> Input data
// SPDX-FileCopyrightText: 2025 Caspar Water Company
//
// SPDX-License-Identifier: Apache-2.0

use std::fmt;

use crate::dir::Dir;

pub type Result<T> = std::result::Result<T, Error>;

/// What went wrong, independent of where it went wrong.
#[derive(Debug, Clone, PartialEq, Eq, thiserror::Error)]
pub enum ErrorKind {
    #[error("no such file or directory")]
    NotFound,

    #[error("name already exists")]
    NameConflict,

    #[error("not a directory")]
    NotADirectory,

    #[error("not a file")]
    NotAFile,

    #[error("permission denied: {0}")]
    PermissionDenied(String),

    #[error("invalid credentials")]
    InvalidCredentials,

    #[error("driver error: {0}")]
    Driver(String),

    #[error("{0} is not implemented")]
    Unimplemented(&'static str),

    #[error("unknown driver: {0}")]
    UnknownDriver(String),

    #[error("cannot {0} the root directory")]
    RootTarget(&'static str),

    #[error("invalid argument: {0}")]
    InvalidArgument(String),

    #[error("driver registry already installed")]
    AlreadyInstalled,
}

/// An error annotated with the resolution context it was raised in.
///
/// Each resolver level hands the error back with its own context added.
/// `directory`, `filename` and `remaining` are filled by the innermost level
/// that saw the error; `path` grows outward one component per level.
#[derive(Clone)]
pub struct Error {
    kind: ErrorKind,
    directory: Option<Dir>,
    filename: Option<String>,
    path: Option<String>,
    remaining: Option<String>,
}

impl Error {
    pub fn new(kind: ErrorKind) -> Self {
        Self {
            kind,
            directory: None,
            filename: None,
            path: None,
            remaining: None,
        }
    }

    pub fn not_found() -> Self {
        Self::new(ErrorKind::NotFound)
    }

    pub fn name_conflict() -> Self {
        Self::new(ErrorKind::NameConflict)
    }

    pub fn not_a_directory() -> Self {
        Self::new(ErrorKind::NotADirectory)
    }

    pub fn not_a_file() -> Self {
        Self::new(ErrorKind::NotAFile)
    }

    pub fn permission_denied(what: impl Into<String>) -> Self {
        Self::new(ErrorKind::PermissionDenied(what.into()))
    }

    pub fn invalid_credentials() -> Self {
        Self::new(ErrorKind::InvalidCredentials)
    }

    pub fn driver(message: impl Into<String>) -> Self {
        Self::new(ErrorKind::Driver(message.into()))
    }

    pub fn unimplemented(operation: &'static str) -> Self {
        Self::new(ErrorKind::Unimplemented(operation))
    }

    pub fn unknown_driver(name: impl Into<String>) -> Self {
        Self::new(ErrorKind::UnknownDriver(name.into()))
    }

    pub fn root_target(operation: &'static str) -> Self {
        Self::new(ErrorKind::RootTarget(operation))
    }

    pub fn invalid_argument(message: impl Into<String>) -> Self {
        Self::new(ErrorKind::InvalidArgument(message.into()))
    }

    pub fn already_installed() -> Self {
        Self::new(ErrorKind::AlreadyInstalled)
    }

    /// Add one resolver level of context.
    ///
    /// Fields already set by an inner level are kept. The path is prefixed
    /// with `name` so the outermost caller sees the full traversed path.
    #[must_use]
    pub fn annotate(mut self, directory: &Dir, name: &str, remaining: &str) -> Self {
        if self.directory.is_none() {
            self.directory = Some(directory.clone());
        }
        if self.filename.is_none() {
            self.filename = Some(name.to_string());
        }
        if self.remaining.is_none() {
            self.remaining = Some(remaining.to_string());
        }
        self.path = Some(match self.path.take() {
            Some(inner) if !inner.is_empty() && !name.is_empty() => format!("{name}/{inner}"),
            Some(inner) if !inner.is_empty() => inner,
            _ => name.to_string(),
        });
        self
    }

    pub fn kind(&self) -> &ErrorKind {
        &self.kind
    }

    /// Directory in which the failure happened.
    pub fn directory(&self) -> Option<&Dir> {
        self.directory.as_ref()
    }

    /// Name that was being resolved when the failure happened.
    pub fn filename(&self) -> Option<&str> {
        self.filename.as_deref()
    }

    /// Path traversed from the outermost caller to the failing name.
    pub fn path(&self) -> Option<&str> {
        self.path.as_deref()
    }

    /// Part of the path that was never reached.
    pub fn remaining(&self) -> Option<&str> {
        self.remaining.as_deref()
    }

    pub fn is_not_found(&self) -> bool {
        self.kind == ErrorKind::NotFound
    }

    pub fn is_invalid_credentials(&self) -> bool {
        self.kind == ErrorKind::InvalidCredentials
    }
}

impl From<ErrorKind> for Error {
    fn from(kind: ErrorKind) -> Self {
        Self::new(kind)
    }
}

impl fmt::Display for Error {
    fn fmt(&self, f: &mut fmt::Formatter<'_>) -> fmt::Result {
        write!(f, "{}", self.kind)?;
        match self.path.as_deref() {
            Some(path) if !path.is_empty() => write!(f, ": {path}")?,
            _ => {}
        }
        match self.remaining.as_deref() {
            Some(rest) if !rest.is_empty() => write!(f, " (unresolved: {rest})"),
            _ => Ok(()),
        }
    }
}

impl fmt::Debug for Error {
    fn fmt(&self, f: &mut fmt::Formatter<'_>) -> fmt::Result {
        f.debug_struct("Error")
            .field("kind", &self.kind)
            .field("directory", &self.directory)
            .field("filename", &self.filename)
            .field("path", &self.path)
            .field("remaining", &self.remaining)
            .finish()
    }
}

impl std::error::Error for Error {}
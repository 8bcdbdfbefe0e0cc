//! Logging setup shared by the WFS crates.
//!
//! Usage:
//! - Set WFS_LOG=off (default) - no logs
//! - Set WFS_LOG=info - mounts, creations and removals
//! - Set WFS_LOG=debug - path resolution steps, store and HTTP round trips
//!
//! The `log_*` macros forward to `emit`, so properties are written the emit
//! way: `log_debug!("opened {name}", name: name)`.

use std::sync::Once;

// Re-export emit so macros can use it
pub use emit;

/// Environment variable that selects the log level.
pub const LOG_ENV: &str = "WFS_LOG";

static INIT: Once = Once::new();

fn level_filter(level: &str) -> Option<emit::Level> {
    match level {
        "debug" => Some(emit::Level::Debug),
        "info" => Some(emit::Level::Info),
        "warn" => Some(emit::Level::Warn),
        "error" => Some(emit::Level::Error),
        _ => None,
    }
}

/// Initialize diagnostics based on the WFS_LOG environment variable
///
/// Safe to call multiple times; only the first call has any effect.
pub fn init_diagnostics() {
    INIT.call_once(|| {
        let log_level = std::env::var(LOG_ENV).unwrap_or_else(|_| "off".to_string());
        if log_level == "off" {
            return;
        }

        let min = match level_filter(&log_level) {
            Some(level) => level,
            None => {
                // Logging is not up yet, so this goes straight to stderr.
                eprintln!("Warning: Unknown {LOG_ENV} value '{log_level}', using 'info'");
                emit::Level::Info
            }
        };

        let rt = emit::setup()
            .emit_to(emit_term::stderr())
            .emit_when(emit::level::min_filter(min))
            .init();

        // The runtime lives for the rest of the process.
        std::mem::forget(rt);
    });
}

/// Log basic operations (mounts, creations, removals).
#[macro_export]
macro_rules! log_info {
    ($($arg:tt)*) => {
        $crate::emit::info!($($arg)*)
    };
}

/// Log detailed diagnostics (resolution steps, round trips, internal state).
#[macro_export]
macro_rules! log_debug {
    ($($arg:tt)*) => {
        $crate::emit::debug!($($arg)*)
    };
}

/// Log recoverable conditions (retries, restarts, fallbacks).
#[macro_export]
macro_rules! log_warn {
    ($($arg:tt)*) => {
        $crate::emit::warn!($($arg)*)
    };
}

/// Log failures that abort an operation.
#[macro_export]
macro_rules! log_error {
    ($($arg:tt)*) => {
        $crate::emit::error!($($arg)*)
    };
}

pub use init_diagnostics as init;
// SPDX-FileCopyrightText: 2025 Caspar Water Company
//
// SPDX-License-Identifier: Apache-2.0

use anyhow::Result;
use bytes::Bytes;

use crate::common::Context;

/// Overwrite an existing file from byte `offset`.
///
/// Without `count` everything after `offset` is replaced; with it only
/// `count` bytes are, and the rest of the file is kept.
pub async fn write_command(
    ctx: &Context,
    path: &str,
    content: Bytes,
    offset: u64,
    count: Option<u64>,
) -> Result<u64> {
    let root = ctx.open_root().await?;
    let file = root.open(path, ctx.options()).await?.into_file()?;
    Ok(file.write(&content, offset, count).await?)
}
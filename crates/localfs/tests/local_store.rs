// SPDX-FileCopyrightText: 2025 Caspar Water Company
//
// SPDX-License-Identifier: Apache-2.0

use std::path::Path;
use std::sync::Once;

use localfs::{DRIVER_NAME, LocalDirectory, LocalDriver, ROOT_KEY};
use serde_json::json;
use tempfile::TempDir;
use wfs::memory::{self, MemoryDriver};
use wfs::{Dir, ErrorKind, FileType, INODE_MIME, OpenOptions, Registry};

static INSTALL: Once = Once::new();

fn setup() {
    INSTALL.call_once(|| {
        Registry::builder()
            .driver(LocalDriver)
            .driver(MemoryDriver)
            .install()
            .expect("install registry");
    });
}

fn db_path(dir: &TempDir, name: &str) -> String {
    dir.path().join(name).to_str().unwrap().to_string()
}

async fn mount_root(path: &str) -> Dir {
    setup();
    LocalDirectory::mount(None, path, ROOT_KEY).await.unwrap()
}

fn count_rows(path: &str) -> (i64, i64) {
    let conn = duckdb::Connection::open(Path::new(path)).unwrap();
    let info: i64 = conn
        .query_row("SELECT count(*) FROM file_info", [], |r| r.get(0))
        .unwrap();
    let data: i64 = conn
        .query_row("SELECT count(*) FROM file_data", [], |r| r.get(0))
        .unwrap();
    (info, data)
}

#[tokio::test]
async fn test_files_persist_across_mounts() {
    let tmp = tempfile::tempdir().unwrap();
    let path = db_path(&tmp, "fs.duckdb");

    {
        let root = mount_root(&path).await;
        root.open("docs", OpenOptions::create().directory()).await.unwrap();
        root.open(
            "docs/readme.md",
            OpenOptions::create().data("# hello").mime_type("text/markdown"),
        )
        .await
        .unwrap();
    }

    let root = mount_root(&path).await;
    let docs = root.children().get("docs").cloned().unwrap();
    assert_eq!(docs.entry_type, FileType::Directory);
    assert_eq!(docs.mime_type, INODE_MIME);

    let file = root
        .open("docs/readme.md", OpenOptions::new())
        .await
        .unwrap()
        .into_file()
        .unwrap();
    assert_eq!(file.mime_type(), "text/markdown");
    assert_eq!(file.read_to_string().await.unwrap(), "# hello");

    let dir = root.open("docs", OpenOptions::new()).await.unwrap().into_dir().unwrap();
    let info = dir.children().get("readme.md").cloned().unwrap();
    assert_eq!(info.size, Some(7));
    assert_eq!(info.mime_type, "text/markdown");
}

#[tokio::test]
async fn test_mount_info_and_root_defaults() {
    let tmp = tempfile::tempdir().unwrap();
    let path = db_path(&tmp, "info.duckdb");
    let root = mount_root(&path).await;
    assert_eq!(root.entry_type(), FileType::Directory);
    assert_eq!(root.mime_type(), INODE_MIME);
    assert_eq!(root.mount_info(), vec![json!(path), json!(ROOT_KEY)]);
    assert!(root.children().is_empty());
}

#[tokio::test]
async fn test_writes_persist() {
    let tmp = tempfile::tempdir().unwrap();
    let path = db_path(&tmp, "write.duckdb");

    {
        let root = mount_root(&path).await;
        let file = root
            .open("counts", OpenOptions::create())
            .await
            .unwrap()
            .into_file()
            .unwrap();
        let size = file.write(&[10i32, 20, 30], 0, None).await.unwrap();
        assert_eq!(size, 3);
        file.write(&[25i32], 1, Some(1)).await.unwrap();
    }

    let root = mount_root(&path).await;
    let file = root.open("counts", OpenOptions::new()).await.unwrap().into_file().unwrap();
    let mut values = [0i32; 3];
    assert_eq!(file.read(&mut values, 0, None).await.unwrap(), 3);
    assert_eq!(values, [10, 25, 30]);
    assert_eq!(root.children().get("counts").unwrap().size, Some(12));
}

#[tokio::test]
async fn test_created_time_is_kept() {
    let tmp = tempfile::tempdir().unwrap();
    let path = db_path(&tmp, "times.duckdb");
    let root = mount_root(&path).await;
    let when = wfs::parse_time("2020-01-02T03:04:05.678Z").unwrap();
    root.open("old", OpenOptions::create().created_time(when).modified_time(when))
        .await
        .unwrap();
    let info = root.children().get("old").cloned().unwrap();
    assert_eq!(info.created_time, when);
    assert_eq!(info.modified_time, when);
}

#[tokio::test]
async fn test_remove_deletes_subtree_rows() {
    let tmp = tempfile::tempdir().unwrap();
    let path = db_path(&tmp, "remove.duckdb");

    {
        let root = mount_root(&path).await;
        root.open("a", OpenOptions::create().directory()).await.unwrap();
        root.open("a/b", OpenOptions::create().directory()).await.unwrap();
        root.open("a/b/c.txt", OpenOptions::create().data("c")).await.unwrap();
        root.open("a/d.txt", OpenOptions::create().data("d")).await.unwrap();

        root.remove("a").await.unwrap();
        assert!(root.children().is_empty());
    }

    assert_eq!(count_rows(&path), (1, 1));
}

#[tokio::test]
async fn test_sync_sees_changes_from_other_handles() {
    let tmp = tempfile::tempdir().unwrap();
    let path = db_path(&tmp, "sync.duckdb");
    let root = mount_root(&path).await;
    root.open("shared", OpenOptions::create().directory()).await.unwrap();

    let first = root.open("shared", OpenOptions::new()).await.unwrap().into_dir().unwrap();
    let second = root.open("shared", OpenOptions::new()).await.unwrap().into_dir().unwrap();

    first.open("new.txt", OpenOptions::create()).await.unwrap();
    assert!(!second.children().contains_key("new.txt"));

    second.sync().await.unwrap();
    assert!(second.children().contains_key("new.txt"));
}

#[tokio::test]
async fn test_local_inside_local() {
    let tmp = tempfile::tempdir().unwrap();
    let outer = db_path(&tmp, "outer.duckdb");
    let inner = db_path(&tmp, "inner.duckdb");

    {
        let root = mount_root(&outer).await;
        let mounted = root.mount("other", DRIVER_NAME, vec![json!(inner)]).await.unwrap();
        assert_eq!(mounted.entry_type(), FileType::Mount);
        mounted.open("hello.txt", OpenOptions::create().data("from inner")).await.unwrap();

        let info = root.children().get("other").cloned().unwrap();
        assert_eq!(info.entry_type, FileType::Mount);
        assert_eq!(info.driver.as_deref(), Some(DRIVER_NAME));
        assert_eq!(info.mime_type, INODE_MIME);
    }

    let root = mount_root(&outer).await;
    let reopened = root.open("other", OpenOptions::new()).await.unwrap();
    assert_eq!(reopened.entry_type(), FileType::Mount);
    let file = root
        .open("other/hello.txt", OpenOptions::new())
        .await
        .unwrap()
        .into_file()
        .unwrap();
    assert_eq!(file.read_to_string().await.unwrap(), "from inner");

    // `..` from inside the mount leads back to the outer store.
    let back = reopened
        .into_dir()
        .unwrap()
        .open("..", OpenOptions::new())
        .await
        .unwrap()
        .into_dir()
        .unwrap();
    assert!(back.same_node(&root));
}

#[tokio::test]
async fn test_remove_mount_point_leaves_target() {
    let tmp = tempfile::tempdir().unwrap();
    let outer = db_path(&tmp, "unlink-outer.duckdb");
    let inner = db_path(&tmp, "unlink-inner.duckdb");

    let root = mount_root(&outer).await;
    let mounted = root.mount("other", DRIVER_NAME, vec![json!(inner)]).await.unwrap();
    mounted.open("kept.txt", OpenOptions::create()).await.unwrap();

    root.remove("other").await.unwrap();
    assert!(root.children().is_empty());

    let standalone = mount_root(&inner).await;
    assert!(standalone.children().contains_key("kept.txt"));
}

#[tokio::test]
async fn test_memory_inside_local() {
    let tmp = tempfile::tempdir().unwrap();
    let path = db_path(&tmp, "mixed.duckdb");
    let volume = format!("local-test-{}", std::process::id());

    let root = mount_root(&path).await;
    let mounted = root
        .mount("scratch", memory::DRIVER_NAME, vec![json!(volume)])
        .await
        .unwrap();
    mounted.open("tmp.txt", OpenOptions::create().data("scratch")).await.unwrap();

    let info = root.children().get("scratch").cloned().unwrap();
    assert_eq!(info.mime_type, memory::MEMORY_MIME);
    assert_eq!(info.driver.as_deref(), Some(memory::DRIVER_NAME));

    let file = root
        .open("scratch/tmp.txt", OpenOptions::new())
        .await
        .unwrap()
        .into_file()
        .unwrap();
    assert_eq!(file.read_to_string().await.unwrap(), "scratch");
}

#[tokio::test]
async fn test_mount_errors() {
    setup();
    let tmp = tempfile::tempdir().unwrap();
    let path = db_path(&tmp, "errors.duckdb");

    let err = LocalDirectory::mount(None, &path, 99).await.unwrap_err();
    assert_eq!(err.kind(), &ErrorKind::NotFound);

    let err = wfs::registry::mount(DRIVER_NAME, None, &[json!(5)]).await.unwrap_err();
    assert!(matches!(err.kind(), ErrorKind::InvalidArgument(_)));

    let dir = wfs::registry::mount(DRIVER_NAME, None, &[json!(path), json!(ROOT_KEY)])
        .await
        .unwrap();
    assert_eq!(dir.entry_type(), FileType::Mount);
}

#[tokio::test]
async fn test_read_only_view() {
    let tmp = tempfile::tempdir().unwrap();
    let path = db_path(&tmp, "ro.duckdb");
    let root = mount_root(&path).await;
    root.open("f", OpenOptions::create().data("fixed")).await.unwrap();

    let file = root
        .open("f", OpenOptions::new().read_only(true))
        .await
        .unwrap()
        .into_file()
        .unwrap();
    let err = file.write("changed", 0, None).await.unwrap_err();
    assert!(matches!(err.kind(), ErrorKind::PermissionDenied(_)));
    assert_eq!(file.read_to_string().await.unwrap(), "fixed");
}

> Problem to solve
Set down the lines of the listing above verbatim, first line through the line containing "it went wrong.", inclusive; add no other lines.

> Your response
// SPDX-FileCopyrightText: 2025 Caspar Water Company
//
// SPDX-License-Identifier: Apache-2.0

use std::fmt;

use crate::dir::Dir;

pub type Result<T> = std::result::Result<T, Error>;

/// What went wrong, independent of where it went wrong.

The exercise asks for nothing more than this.